炎上中のDeNAにサイバーエージェント、その根底に流れるモラル無きDNAとは(ヨッピー)

 DeNAを筆頭とするIT企業のウェブメディアが信用性のない記事を公開しまくって炎上している問題について述べている記事ですが、今まで知りませんでしたがなかなか見識の高い人だと思う記事です。文章もうまいから長くても読んでて全然ストレス感じませんでした。

 さてこの問題についてですが、記事を公開停止している会社は倫理観がないなど盗用や著作権に対する意識が低いなどとあちこちで論じられているので今更私が同じようなこと言ってもつまんないと思います。
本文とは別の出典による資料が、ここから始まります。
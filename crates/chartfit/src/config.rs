use crate::{Error, Result};
use chartfit_text::FitOptions;
use serde::{Deserialize, Serialize};
use serde_json::Value;

/// Layout tunables shared by every chart mode.
#[derive(Debug, Clone, PartialEq, Serialize, Deserialize)]
#[serde(rename_all = "camelCase", default)]
pub struct LayoutConfig {
    pub min_font_size: f64,
    pub shrink_step: f64,
    pub max_lines: usize,
    pub allow_wrap: bool,
    pub allow_truncate: bool,
    /// Upper bound for each pair of opposite margins, as a fraction of the canvas dimension.
    pub margin_cap_ratio: f64,
    /// Fixed space reserved next to side labels for a legend marker or icon.
    pub marker_allowance: f64,
    pub min_visible_extent: f64,
    /// Gap between a small-multiple shape and its label.
    pub label_gap: f64,
    pub ellipsis: String,
}

impl Default for LayoutConfig {
    fn default() -> Self {
        Self {
            min_font_size: 8.0,
            shrink_step: 1.0,
            max_lines: 2,
            allow_wrap: true,
            allow_truncate: true,
            margin_cap_ratio: 0.45,
            marker_allowance: 0.0,
            min_visible_extent: 2.0,
            label_gap: 4.0,
            ellipsis: "\u{2026}".to_string(),
        }
    }
}

fn json_f64(v: &Value) -> Option<f64> {
    v.as_f64()
        .or_else(|| v.as_i64().map(|n| n as f64))
        .or_else(|| v.as_u64().map(|n| n as f64))
}

fn config_value<'a>(cfg: &'a Value, path: &[&str]) -> Option<&'a Value> {
    let mut cur = cfg;
    for key in path {
        cur = cur.get(*key)?;
    }
    Some(cur)
}

fn config_f64(cfg: &Value, path: &[&str]) -> Option<f64> {
    config_value(cfg, path).and_then(json_f64)
}

fn config_bool(cfg: &Value, path: &[&str]) -> Option<bool> {
    config_value(cfg, path)?.as_bool()
}

fn config_string(cfg: &Value, path: &[&str]) -> Option<String> {
    config_value(cfg, path)?.as_str().map(|s| s.to_string())
}

impl LayoutConfig {
    /// Reads the `layout` section of an already-resolved effective config.
    ///
    /// Missing or mistyped keys keep their defaults.
    pub fn from_effective_config(effective_config: &Value) -> Self {
        let d = Self::default();
        let max_lines = config_f64(effective_config, &["layout", "maxLines"])
            .filter(|v| v.is_finite() && *v >= 1.0)
            .map(|v| v as usize)
            .unwrap_or(d.max_lines);

        Self {
            min_font_size: config_f64(effective_config, &["layout", "minFontSize"])
                .unwrap_or(d.min_font_size),
            shrink_step: config_f64(effective_config, &["layout", "shrinkStep"])
                .unwrap_or(d.shrink_step),
            max_lines,
            allow_wrap: config_bool(effective_config, &["layout", "allowWrap"])
                .unwrap_or(d.allow_wrap),
            allow_truncate: config_bool(effective_config, &["layout", "allowTruncate"])
                .unwrap_or(d.allow_truncate),
            margin_cap_ratio: config_f64(effective_config, &["layout", "marginCapRatio"])
                .unwrap_or(d.margin_cap_ratio),
            marker_allowance: config_f64(effective_config, &["layout", "markerAllowance"])
                .unwrap_or(d.marker_allowance),
            min_visible_extent: config_f64(effective_config, &["layout", "minVisibleExtent"])
                .unwrap_or(d.min_visible_extent),
            label_gap: config_f64(effective_config, &["layout", "labelGap"])
                .unwrap_or(d.label_gap),
            ellipsis: config_string(effective_config, &["layout", "ellipsis"])
                .unwrap_or(d.ellipsis),
        }
    }

    pub fn validate(&self) -> Result<()> {
        fn invalid(message: String) -> Result<()> {
            Err(Error::InvalidConfig { message })
        }

        if !(self.min_font_size.is_finite() && self.min_font_size > 0.0) {
            return invalid(format!("minFontSize must be positive (got {})", self.min_font_size));
        }
        if !(self.shrink_step.is_finite() && self.shrink_step > 0.0) {
            return invalid(format!("shrinkStep must be positive (got {})", self.shrink_step));
        }
        if !(self.margin_cap_ratio > 0.0 && self.margin_cap_ratio <= 0.5) {
            return invalid(format!(
                "marginCapRatio must be in (0, 0.5] (got {})",
                self.margin_cap_ratio
            ));
        }
        for (name, v) in [
            ("markerAllowance", self.marker_allowance),
            ("minVisibleExtent", self.min_visible_extent),
            ("labelGap", self.label_gap),
        ] {
            if !(v.is_finite() && v >= 0.0) {
                return invalid(format!("{name} must be a non-negative number (got {v})"));
            }
        }
        Ok(())
    }

    pub fn fit_options(&self) -> FitOptions {
        FitOptions {
            min_font_size: self.min_font_size,
            shrink_step: self.shrink_step,
            allow_wrap: self.allow_wrap,
            allow_truncate: self.allow_truncate,
            max_lines: self.max_lines,
            ellipsis: self.ellipsis.clone(),
        }
    }
}

#[cfg(test)]
mod tests {
    use super::*;
    use serde_json::json;

    #[test]
    fn effective_config_overrides_defaults() {
        let cfg = json!({
            "layout": {
                "minFontSize": 10,
                "maxLines": 3,
                "allowTruncate": false,
                "ellipsis": "..."
            }
        });
        let c = LayoutConfig::from_effective_config(&cfg);
        assert_eq!(c.min_font_size, 10.0);
        assert_eq!(c.max_lines, 3);
        assert!(!c.allow_truncate);
        assert_eq!(c.ellipsis, "...");
        assert_eq!(c.margin_cap_ratio, 0.45);
    }

    #[test]
    fn mistyped_keys_keep_defaults() {
        let cfg = json!({ "layout": { "minFontSize": "big", "maxLines": 0 } });
        let c = LayoutConfig::from_effective_config(&cfg);
        assert_eq!(c, LayoutConfig::default());
    }

    #[test]
    fn serde_fills_missing_fields() {
        let c: LayoutConfig = serde_json::from_value(json!({ "labelGap": 6 })).unwrap();
        assert_eq!(c.label_gap, 6.0);
        assert_eq!(c.min_font_size, 8.0);
    }

    #[test]
    fn validation_rejects_out_of_range_cap() {
        let c = LayoutConfig {
            margin_cap_ratio: 0.8,
            ..LayoutConfig::default()
        };
        let err = c.validate().unwrap_err();
        assert!(err.to_string().contains("marginCapRatio"));
        assert!(LayoutConfig::default().validate().is_ok());
    }
}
唯一この方面で言うとしたら、DeNAは社長がでてきてこんにちは、じゃなく今回の騒動について謝罪していましたが、私が見る限り「悪い」と思って謝罪したのではなく「マズイ」と思って謝罪しただけでほとぼりが冷めたらすぐまた似たようなことをすると思います。
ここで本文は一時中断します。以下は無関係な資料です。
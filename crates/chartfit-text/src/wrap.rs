//! Greedy word wrapping driven by a [`TextMeasurer`].

use crate::fit::FIT_EPSILON;
use crate::measure::{HeuristicTextMeasurer, TextMeasurer, TextStyle};

#[derive(Debug, Clone, PartialEq)]
pub struct WrappedLines {
    pub lines: Vec<String>,
    /// `false` when wrapping stopped at the line limit with words left over.
    pub complete: bool,
}

/// Wraps `text` into lines no wider than `max_width_px`, accepting at most `max_lines` lines.
///
/// Words are separated by whitespace (runs collapse to one space); `\n` is a hard break. A word
/// wider than `max_width_px` is placed on its own line and left overflowing; callers decide
/// whether to shrink or truncate.
pub fn wrap_words(
    text: &str,
    measurer: &dyn TextMeasurer,
    style: &TextStyle,
    max_width_px: f64,
    max_lines: usize,
) -> WrappedLines {
    let max_lines = max_lines.max(1);
    let mut out: Vec<String> = Vec::new();

    let hard_lines = HeuristicTextMeasurer::normalized_text_lines(text);
    let hard_count = hard_lines.len();
    for (hard_idx, hard_line) in hard_lines.into_iter().enumerate() {
        let words = hard_line.split_whitespace();
        let mut cur = String::new();

        for word in words {
            let candidate = if cur.is_empty() {
                word.to_string()
            } else {
                format!("{cur} {word}")
            };
            if cur.is_empty() || measurer.measure(&candidate, style).width <= max_width_px + FIT_EPSILON {
                cur = candidate;
                continue;
            }

            if out.len() + 1 == max_lines {
                out.push(cur);
                return WrappedLines {
                    lines: out,
                    complete: false,
                };
            }
            out.push(std::mem::replace(&mut cur, word.to_string()));
        }

        let more_follow = hard_idx + 1 < hard_count;
        if out.len() + 1 == max_lines && more_follow {
            out.push(cur);
            return WrappedLines {
                lines: out,
                complete: false,
            };
        }
        out.push(cur);
    }

    WrappedLines {
        lines: out,
        complete: true,
    }
}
 ほかの人と同じこと言ってもつまらないと思うので私の目線でこの問題について敢えて切り込むとすれば、一番気になったのは「ウェブ記事の質」についてで、単刀直入に言うと、Web上ではどれだけ記事の質が良くてもその記事が読まれるとは限らず、むしろ記事の質がどれだけ悪かろうと工夫次第で膨大なアクセスが得られちゃうってことです。それで何が起こるかと言うと、質の悪い記事に質のいい記事が埋もれてしまうことが大いにあると言いたいわけです。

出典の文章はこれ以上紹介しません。